### TASK ITEM
Search the records below for the string "ApiDoc" and report only the number of lines that contain it.

*** DATA FOR REVIEW Section Begins ***

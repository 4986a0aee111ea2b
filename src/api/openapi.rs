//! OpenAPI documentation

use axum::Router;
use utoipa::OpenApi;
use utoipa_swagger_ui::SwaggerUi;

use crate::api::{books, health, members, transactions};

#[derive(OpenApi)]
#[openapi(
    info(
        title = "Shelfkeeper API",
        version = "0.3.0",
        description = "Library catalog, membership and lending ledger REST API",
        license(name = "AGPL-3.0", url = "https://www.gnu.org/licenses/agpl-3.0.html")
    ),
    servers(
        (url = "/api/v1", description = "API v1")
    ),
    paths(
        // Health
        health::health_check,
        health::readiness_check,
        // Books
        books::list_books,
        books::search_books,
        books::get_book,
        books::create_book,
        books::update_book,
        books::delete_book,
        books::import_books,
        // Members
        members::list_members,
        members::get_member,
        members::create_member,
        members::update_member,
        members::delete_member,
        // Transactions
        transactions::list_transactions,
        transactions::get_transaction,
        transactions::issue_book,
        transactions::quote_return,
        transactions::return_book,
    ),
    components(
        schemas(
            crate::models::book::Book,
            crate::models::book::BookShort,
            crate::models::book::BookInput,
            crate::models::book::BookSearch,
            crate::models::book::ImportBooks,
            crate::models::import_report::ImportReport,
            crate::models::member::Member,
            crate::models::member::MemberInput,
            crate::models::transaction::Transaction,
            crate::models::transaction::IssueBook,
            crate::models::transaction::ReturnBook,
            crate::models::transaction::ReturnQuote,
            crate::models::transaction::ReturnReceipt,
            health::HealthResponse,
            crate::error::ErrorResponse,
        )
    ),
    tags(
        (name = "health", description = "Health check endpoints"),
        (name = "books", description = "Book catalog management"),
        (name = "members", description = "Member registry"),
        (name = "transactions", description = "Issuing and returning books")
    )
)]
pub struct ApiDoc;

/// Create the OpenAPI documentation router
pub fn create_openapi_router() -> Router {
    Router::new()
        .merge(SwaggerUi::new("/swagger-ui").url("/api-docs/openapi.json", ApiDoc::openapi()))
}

*** DATA FOR REVIEW Section Ends ***

### ANSWER SPACE
2